Effect of the Invention
[0016] The inventive flexible metal clad laminate can maintain the
intrinsic properties of polyimide, and thus, can exhibit good heat
resistance and flexibility comparable with a conventional
two-layer, double-sided flexible copper clad laminate, and a
manufacturing process thereof is simple and easy, thus ensuring
enhanced productivity and economical effectiveness.
BRIEF DESCRIPTION OF THE DRAWINGS
[0017] FIG. 1 is a sectional view illustrating a conventional
flexible copper clad laminate (Comparative Example 1).
[0018] FIG. 2 is a sectional view illustrating a flexible metal
clad laminate according to an embodiment of the present
invention.
EXPLANATION OF REFERENCE NUMERALS DESIGNATING THE MAJOR ELEMENTS OF
THE DRAWINGS
[0019] 101a, 101b: metal foil [0020] 102, 102a, 102b: polyimide
[0021] 103, 103a, 103b: epoxy adhesive
BEST MODE FOR CARRYING OUT THE INVENTION
[0022] Hereinafter, the present invention will be described in more
detail.
[0023] The present invention provides a flexible metal clad
laminate capable of exhibiting the intrinsic properties of
polyimide, i.e., good flexibility, heat and chemical resistance,
flame retardance and electrical properties, and a method of simply
manufacturing the same.
[0024] For this, the inventive flexible metal clad laminate is
structured such that a first polyimide layer is formed on a surface
(e.g., a first surface) of a first conductive metal foil, a second
polyimide layer is formed on a surface (e.g., a first surface) of a
second conductive metal foil, and the first and second polyimide
layers are joined together by an epoxy adhesive.

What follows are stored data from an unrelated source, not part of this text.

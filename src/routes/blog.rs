use axum::{
    extract::{Multipart, Path, Query},
    http::Uri,
    response::Response,
    Form, Json,
};
use sqlx::PgPool;

use crate::db::{
    self, comments,
    models::{Post, User},
    posts, taxonomy,
};
use crate::error::{is_unique_violation, AppError};
use crate::forms::{CommentForm, FormErrors, MultipartFields, PostForm};
use crate::pagination::{Page, PageInfo};
use crate::session::{Level, Session};
use crate::uploads::{self, MediaFolder};
use crate::views::{
    self,
    blog::{post_url, FormAction, PostDetail, PostFormPage},
};

use super::{html, load_layout, redirect, request_path, ListQuery};

const HOME_PAGE_SIZE: i64 = 6;
const CATEGORY_PAGE_SIZE: i64 = 6;
const MY_POSTS_PAGE_SIZE: i64 = 10;
const EXPLORE_LIMIT: i64 = 6;
const RELATED_LIMIT: i64 = 3;

const FORM_INVALID: &str = "Please fix the errors in the form below.";
const SLUG_TAKEN: &str = "Post with this Slug already exists.";

/// GET / - published posts, optionally searched
pub async fn home(
    mut session: Session,
    Query(query): Query<ListQuery>,
) -> Result<Response, AppError> {
    let pool = db::require_pool()?;
    let search = query.search.as_deref().map(str::trim).unwrap_or("");
    let filter = (!search.is_empty()).then_some(search);

    let total = posts::count_published(&pool, filter).await?;
    let info = PageInfo::resolve(query.page.as_deref(), total, HOME_PAGE_SIZE);
    let items = posts::list_published(&pool, filter, info.limit(), info.offset()).await?;
    let categories = taxonomy::all_categories(&pool).await?;

    let layout = load_layout(&mut session, &pool).await?;
    let body = views::blog::home(&layout, &Page::new(items, info), &categories, search);
    Ok(html(session, body))
}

[0025] The first and second conductive metal foils are respectively
contacted to the first and second polyimide layers, instead of the
epoxy adhesive layer, and the first and second polyimide layers
completely surround the epoxy adhesive layer centered in the
flexible metal clad laminate. Therefore, the inventive flexible
metal clad laminate can sufficiently exhibit intrinsic good
properties of polyimide while maintaining effects due to the use of
the epoxy adhesive (see Table 3).
[0026] Conventional flexible metal clad laminates employing
polyimide as an adhesive are process-ineffective due to the use of
expensive to polyimide and severe adhesion conditions (e.g., high
temperature, high pressure). On the contrary, the inventive
flexible metal clad laminate employs an epoxy adhesive, and thus,
can solve the above-described problems, thereby ensuring enhanced
productivity and economical effectiveness.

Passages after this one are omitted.